• neurodevelopmental disorder with speech impairment and dysmorphic facies

This report describes neurodevelopmental disorder with speech impairment and dysmorphic facies (NEDSID); NEDSID exhibits autosomal dominant inheritance. The phenotypic features and severity of this disorder are variable and may include susceptibility to schizophrenia. The human gene implicated in this disease is SETD1A, which encodes a component of a histone methyltransferase (HMT) complex that methylates histone H3 at Lys4 (H3K4); trimethylation of H3K4 is observed near the transcription start sites of most active genes. There is a single orthologous gene in Drosophila, Set1, for which multiple genetic reagents have been generated including loss-of-function and missense mutations, RNAi targeting constructs, and overexpression constructs. Dmel\Set1 is also orthologous to the human gene SETD1B.

The human SETD1A gene has not been introduced into flies.

Loss-of-function mutations of Dmel\Set1 are lethal. Targeted knockdown of Set1, effected by RNAi, in terminally differentiated postmitotic neurons of the mushroom body of the brain results in short- and long-term memory deficits; no morphological abnormalities are observed.
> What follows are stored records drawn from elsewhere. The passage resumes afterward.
//! Canonical tooth sets.
//!
//! Permanent teeth use Universal numbering 1-32, starting at the upper right
//! third molar and running clockwise as seen by the clinician. Primary teeth
//! are lettered A-T along the same path, from the upper right second molar.

use crate::models::{DentitionType, Quadrant, Tooth, ToothType};

/// Anatomy of one side of an arch, from the midline back.
const PERMANENT_ARCH: [(ToothType, &str); 8] = [
    (ToothType::Incisor, "Central Incisor"),
    (ToothType::Incisor, "Lateral Incisor"),
    (ToothType::Canine, "Canine"),
    (ToothType::Premolar, "First Premolar"),
    (ToothType::Premolar, "Second Premolar"),
    (ToothType::Molar, "First Molar"),
    (ToothType::Molar, "Second Molar"),
    (ToothType::Molar, "Third Molar"),
];

const PRIMARY_ARCH: [(ToothType, &str); 5] = [
    (ToothType::Incisor, "Central Incisor"),
    (ToothType::Incisor, "Lateral Incisor"),
    (ToothType::Canine, "Canine"),
    (ToothType::Molar, "First Molar"),
    (ToothType::Molar, "Second Molar"),
];

const QUADRANTS: [Quadrant; 4] = [
    Quadrant::UpperRight,
    Quadrant::UpperLeft,
    Quadrant::LowerLeft,
    Quadrant::LowerRight,
];

/// Stateless registry of the canonical tooth sets.
pub struct ToothRegistry;

impl ToothRegistry {
    /// All teeth of a dentition in chart order.
    pub fn teeth_for(dentition: DentitionType) -> Vec<Tooth> {
        match dentition {
            DentitionType::Permanent => (1..=32).filter_map(permanent_tooth).collect(),
            DentitionType::Primary => ('A'..='T').filter_map(primary_tooth).collect(),
        }
    }

    /// Look up a tooth by (already normalized) identity.
    pub fn lookup(identity: &str) -> Option<Tooth> {
        match DentitionType::implied_by(identity)? {
            DentitionType::Permanent => identity.parse::<u32>().ok().and_then(permanent_tooth),
            DentitionType::Primary => identity.chars().next().and_then(primary_tooth),
        }
    }

    pub fn exists(identity: &str) -> bool {
        Self::lookup(identity).is_some()
    }
}

/// Trim a caller-supplied tooth identity, upper-case its letters and drop
/// leading zeros from numbers ("07" names tooth 7).
pub fn normalize_tooth_identity(raw: &str) -> String {
    let identity = raw.trim().to_ascii_uppercase();
    if !identity.is_empty() && identity.chars().all(|c| c.is_ascii_digit()) {
        let digits = identity.trim_start_matches('0');
        return if digits.is_empty() { "0".to_string() } else { digits.to_string() };
    }
    identity
}

fn permanent_tooth(number: u32) -> Option<Tooth> {
    if !(1..=32).contains(&number) {
        return None;
    }
    let index = (number - 1) as usize;
    let quadrant = QUADRANTS[index / 8];
    let offset = index % 8;
    // Upper right and lower left run from the back toward the midline.
    let from_midline = match quadrant {
        Quadrant::UpperRight | Quadrant::LowerLeft => 7 - offset,
        Quadrant::UpperLeft | Quadrant::LowerRight => offset,
    };
    let (tooth_type, anatomy) = PERMANENT_ARCH[from_midline];
    Some(Tooth {
        number: number.to_string(),
        universal_number: number,
        dentition_type: DentitionType::Permanent,
        quadrant,
        tooth_type,
        name: format!("{} {}", quadrant.label(), anatomy),
    })
}

fn primary_tooth(letter: char) -> Option<Tooth> {
    if !('A'..='T').contains(&letter) {
        return None;
    }
    let index = (letter as u32 - 'A' as u32) as usize;
    let quadrant = QUADRANTS[index / 5];
    let offset = index % 5;
    let from_midline = match quadrant {
        Quadrant::UpperRight | Quadrant::LowerLeft => 4 - offset,
        Quadrant::UpperLeft | Quadrant::LowerRight => offset,
    };
    let (tooth_type, anatomy) = PRIMARY_ARCH[from_midline];
    Some(Tooth {
        number: letter.to_string(),
        universal_number: (index as u32 / 5 + 5) * 10 + from_midline as u32 + 1,
        dentition_type: DentitionType::Primary,
        quadrant,
        tooth_type,
        name: format!("Primary {} {}", quadrant.label(), anatomy),
    })
}

#[cfg(test)]
mod tests {
    use super::*;

    #[test]
    fn test_permanent_set() {
        let teeth = ToothRegistry::teeth_for(DentitionType::Permanent);
        assert_eq!(teeth.len(), 32);
        assert_eq!(teeth[0].name, "Upper Right Third Molar");
        assert_eq!(teeth[7].name, "Upper Right Central Incisor");
        assert_eq!(teeth[8].name, "Upper Left Central Incisor");
        assert_eq!(teeth[15].name, "Upper Left Third Molar");
        assert_eq!(teeth[16].name, "Lower Left Third Molar");
        assert_eq!(teeth[31].name, "Lower Right Third Molar");
        assert!(teeth.iter().all(|t| t.dentition_type == DentitionType::Permanent));
    }

    #[test]
    fn test_tooth_14() {
        let tooth = ToothRegistry::lookup("14").unwrap();
        assert_eq!(tooth.quadrant, Quadrant::UpperLeft);
        assert_eq!(tooth.name, "Upper Left First Molar");
        assert_eq!(tooth.tooth_type, ToothType::Molar);
    }

    #[test]
    fn test_primary_set() {
        let teeth = ToothRegistry::teeth_for(DentitionType::Primary);
        assert_eq!(teeth.len(), 20);
        assert_eq!(teeth[0].number, "A");
        assert_eq!(teeth[0].universal_number, 55);
        assert_eq!(teeth[0].name, "Primary Upper Right Second Molar");
        assert_eq!(teeth[4].universal_number, 51);
        assert_eq!(teeth[4].name, "Primary Upper Right Central Incisor");
        assert_eq!(teeth[5].universal_number, 61);
        assert_eq!(teeth[10].universal_number, 75);
        assert_eq!(teeth[15].universal_number, 81);
        assert_eq!(teeth[9].universal_number, 65);
        assert_eq!(teeth[10].quadrant, Quadrant::LowerLeft);
        assert_eq!(teeth[19].universal_number, 85);
        assert_eq!(teeth[19].name, "Primary Lower Right Second Molar");
    }

    #[test]
    fn test_unknown_identities() {
        assert!(ToothRegistry::lookup("0").is_none());
        assert!(ToothRegistry::lookup("33").is_none());
        assert!(ToothRegistry::lookup("U").is_none());
        assert!(ToothRegistry::lookup("a").is_none());
        assert!(ToothRegistry::lookup("").is_none());
    }

    #[test]
    fn test_normalize_identity() {
        assert_eq!(normalize_tooth_identity(" b "), "B");
        assert_eq!(normalize_tooth_identity("14"), "14");
        assert_eq!(normalize_tooth_identity(" 07"), "7");
        assert_eq!(normalize_tooth_identity("00"), "0");
    }
}
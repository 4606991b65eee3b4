//! Tooth and general procedure database operations.

use std::collections::HashMap;

use rusqlite::{params, OptionalExtension};

use super::{
    actor_columns, actor_from_columns, parse_surfaces, reference_columns, Database, DbError,
    DbResult, ReferenceRow,
};
use crate::models::{Price, ProcedureStatus, ProgressNote, ToothProcedure};

const SELECT_PROCEDURE: &str = r#"
    SELECT tp.id, tp.patient_id, tp.tooth_number,
           tp.catalog_procedure_id, pc.name, pc.code,
           tp.custom_name, tp.custom_code, tp.custom_description,
           tp.surface, tp.status, tp.price_cents, tp.date_performed,
           tp.performed_by, tp.performed_by_name, tp.notes,
           tp.created_at, tp.updated_at
    FROM tooth_procedures tp
    LEFT JOIN procedure_catalog pc ON pc.id = tp.catalog_procedure_id
"#;

impl Database {
    /// Insert a new procedure. Progress notes are stored separately.
    pub fn insert_procedure(&self, procedure: &ToothProcedure) -> DbResult<()> {
        let (catalog_id, custom_name, custom_code, custom_description) =
            reference_columns(&procedure.reference);
        let (performed_by, performed_by_name) = split_optional_actor(procedure);

        self.conn.execute(
            r#"
            INSERT INTO tooth_procedures (
                id, patient_id, tooth_number, catalog_procedure_id,
                custom_name, custom_code, custom_description,
                surface, status, price_cents, date_performed,
                performed_by, performed_by_name, notes, created_at
            ) VALUES (?1, ?2, ?3, ?4, ?5, ?6, ?7, ?8, ?9, ?10, ?11, ?12, ?13, ?14, ?15)
            "#,
            params![
                procedure.id,
                procedure.patient_id,
                procedure.tooth_number,
                catalog_id,
                custom_name,
                custom_code,
                custom_description,
                procedure.surfaces.to_wire(),
                procedure.status.as_str(),
                procedure.price.map(|p| p.cents()),
                procedure.date_performed,
                performed_by,
                performed_by_name,
                procedure.notes,
                procedure.created_at,
            ],
        )?;
        Ok(())
    }

    /// Write the mutable fields of an existing procedure.
    pub fn update_procedure(&self, procedure: &ToothProcedure) -> DbResult<bool> {
        let (performed_by, performed_by_name) = split_optional_actor(procedure);

        let rows_affected = self.conn.execute(
            r#"
            UPDATE tooth_procedures SET
                surface = ?3,
                status = ?4,
                price_cents = ?5,
                date_performed = ?6,
                performed_by = ?7,
                performed_by_name = ?8,
                notes = ?9,
                updated_at = ?10
            WHERE id = ?1 AND patient_id = ?2
            "#,
            params![
                procedure.id,
                procedure.patient_id,
                procedure.surfaces.to_wire(),
                procedure.status.as_str(),
                procedure.price.map(|p| p.cents()),
                procedure.date_performed,
                performed_by,
                performed_by_name,
                procedure.notes,
                procedure.updated_at,
            ],
        )?;
        Ok(rows_affected > 0)
    }

    /// Get a procedure on a patient's chart, with its progress notes.
    pub fn get_procedure(&self, patient_id: &str, id: &str) -> DbResult<Option<ToothProcedure>> {
        let sql = format!("{} WHERE tp.patient_id = ?1 AND tp.id = ?2", SELECT_PROCEDURE);
        let row = self
            .conn
            .query_row(&sql, params![patient_id, id], map_procedure_row)
            .optional()?;

        match row {
            Some(row) => {
                let mut procedure: ToothProcedure = row.try_into()?;
                procedure.progress_notes = self.list_progress_notes(&procedure.id)?;
                Ok(Some(procedure))
            }
            None => Ok(None),
        }
    }

    /// All tooth-bound and general procedures for a patient, oldest first.
    pub fn list_procedures_for_patient(&self, patient_id: &str) -> DbResult<Vec<ToothProcedure>> {
        let sql = format!(
            "{} WHERE tp.patient_id = ?1 ORDER BY tp.created_at, tp.rowid",
            SELECT_PROCEDURE
        );
        self.query_procedures(&sql, patient_id)
    }

    /// General (whole-mouth) procedures for a patient, oldest first.
    pub fn list_general_procedures(&self, patient_id: &str) -> DbResult<Vec<ToothProcedure>> {
        let sql = format!(
            "{} WHERE tp.patient_id = ?1 AND tp.tooth_number IS NULL ORDER BY tp.created_at, tp.rowid",
            SELECT_PROCEDURE
        );
        self.query_procedures(&sql, patient_id)
    }

    /// Delete a procedure and its notes. Returns false if nothing was deleted.
    pub fn delete_procedure(&self, patient_id: &str, id: &str) -> DbResult<bool> {
        let rows_affected = self.conn.execute(
            "DELETE FROM tooth_procedures WHERE patient_id = ?1 AND id = ?2",
            params![patient_id, id],
        )?;
        Ok(rows_affected > 0)
    }

    /// Append a progress note.
    pub fn insert_progress_note(&self, note: &ProgressNote) -> DbResult<()> {
        let (created_by, created_by_name) = actor_columns(&note.created_by);
        self.conn.execute(
            r#"
            INSERT INTO procedure_notes (
                id, procedure_id, note, appointment_date,
                created_by, created_by_name, created_at
            ) VALUES (?1, ?2, ?3, ?4, ?5, ?6, ?7)
            "#,
            params![
                note.id,
                note.procedure_id,
                note.note,
                note.appointment_date,
                created_by,
                created_by_name,
                note.created_at,
            ],
        )?;
        Ok(())
    }

    /// Progress notes of one procedure, latest appointment first.
    pub fn list_progress_notes(&self, procedure_id: &str) -> DbResult<Vec<ProgressNote>> {
        let mut stmt = self.conn.prepare(
            r#"
            SELECT id, procedure_id, note, appointment_date,
                   created_by, created_by_name, created_at
            FROM procedure_notes
            WHERE procedure_id = ?
            ORDER BY appointment_date DESC, created_at DESC, rowid DESC
            "#,
        )?;
        let rows = stmt.query_map([procedure_id], map_note_row)?;
        rows.collect::<Result<Vec<_>, _>>().map_err(Into::into)
    }

    fn query_procedures(&self, sql: &str, patient_id: &str) -> DbResult<Vec<ToothProcedure>> {
        let mut stmt = self.conn.prepare(sql)?;
        let rows = stmt.query_map([patient_id], map_procedure_row)?;

        let mut procedures: Vec<ToothProcedure> = Vec::new();
        for row in rows {
            procedures.push(row?.try_into()?);
        }

        let mut notes = self.notes_by_procedure(patient_id)?;
        for procedure in &mut procedures {
            procedure.progress_notes = notes.remove(&procedure.id).unwrap_or_default();
        }
        Ok(procedures)
    }

    /// All notes for a patient's procedures, grouped and ordered per procedure.
    fn notes_by_procedure(&self, patient_id: &str) -> DbResult<HashMap<String, Vec<ProgressNote>>> {
        let mut stmt = self.conn.prepare(
            r#"
            SELECT n.id, n.procedure_id, n.note, n.appointment_date,
                   n.created_by, n.created_by_name, n.created_at
            FROM procedure_notes n
            JOIN tooth_procedures tp ON tp.id = n.procedure_id
            WHERE tp.patient_id = ?
            ORDER BY n.appointment_date DESC, n.created_at DESC, n.rowid DESC
            "#,
        )?;
        let rows = stmt.query_map([patient_id], map_note_row)?;

        let mut grouped: HashMap<String, Vec<ProgressNote>> = HashMap::new();
        for row in rows {
            let note = row?;
            grouped.entry(note.procedure_id.clone()).or_default().push(note);
        }
        Ok(grouped)
    }
}

fn split_optional_actor(procedure: &ToothProcedure) -> (Option<&str>, Option<&str>) {
    match &procedure.performed_by {
        Some(actor) => {
            let (id, name) = actor_columns(actor);
            (Some(id), name)
        }
        None => (None, None),
    }
}

fn map_note_row(row: &rusqlite::Row<'_>) -> rusqlite::Result<ProgressNote> {
    Ok(ProgressNote {
        id: row.get(0)?,
        procedure_id: row.get(1)?,
        note: row.get(2)?,
        appointment_date: row.get(3)?,
        created_by: actor_from_columns(row.get(4)?, row.get(5)?),
        created_at: row.get(6)?,
    })
}

fn map_procedure_row(row: &rusqlite::Row<'_>) -> rusqlite::Result<ProcedureRow> {
    Ok(ProcedureRow {
        id: row.get(0)?,
        patient_id: row.get(1)?,
        tooth_number: row.get(2)?,
        reference: ReferenceRow {
            catalog_id: row.get(3)?,
            catalog_name: row.get(4)?,
            catalog_code: row.get(5)?,
            custom_name: row.get(6)?,
            custom_code: row.get(7)?,
            custom_description: row.get(8)?,
        },
        surface: row.get(9)?,
        status: row.get(10)?,
        price_cents: row.get(11)?,
        date_performed: row.get(12)?,
        performed_by: row.get(13)?,
        performed_by_name: row.get(14)?,
        notes: row.get(15)?,
        created_at: row.get(16)?,
        updated_at: row.get(17)?,
    })
}

/// Intermediate row struct for database mapping.
struct ProcedureRow {
    id: String,
    patient_id: String,
    tooth_number: Option<String>,
    reference: ReferenceRow,
    surface: String,
    status: String,
    price_cents: Option<i64>,
    date_performed: String,
    performed_by: Option<String>,
    performed_by_name: Option<String>,
    notes: Option<String>,
    created_at: String,
    updated_at: Option<String>,
}

impl TryFrom<ProcedureRow> for ToothProcedure {
    type Error = DbError;

    fn try_from(row: ProcedureRow) -> Result<Self, Self::Error> {
        let status = ProcedureStatus::parse(&row.status)
            .ok_or_else(|| DbError::Constraint(format!("Unknown procedure status: {}", row.status)))?;
        let price = row
            .price_cents
            .map(|cents| {
                Price::from_cents(cents)
                    .ok_or_else(|| DbError::Constraint(format!("Negative price on {}", row.id)))
            })
            .transpose()?;

        Ok(ToothProcedure {
            id: row.id,
            patient_id: row.patient_id,
            tooth_number: row.tooth_number,
            reference: row.reference.try_into()?,
            surfaces: parse_surfaces(&row.surface)?,
            status,
            price,
            date_performed: row.date_performed,
            performed_by: row
                .performed_by
                .map(|id| actor_from_columns(id, row.performed_by_name)),
            notes: row.notes,
            progress_notes: Vec::new(),
            created_at: row.created_at,
            updated_at: row.updated_at,
        })
    }
}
These findings add support to the idea that H3K4 methylation plays a conserved role in regulating the function of adult neurons post-development.

Other genes involved in H3K4 methylation have been implicated in human diseases that impact neural function; see the Human Disease Model reports 'Kleefstra syndrome 2' (FBhh0000717) and 'intellectual disability, X-linked, syndromic, Claes-Jensen type' (FBhh0000849) for cases that have been modeled in flies.

[updated Sep. 2021 by FlyBase; FBrf0222196]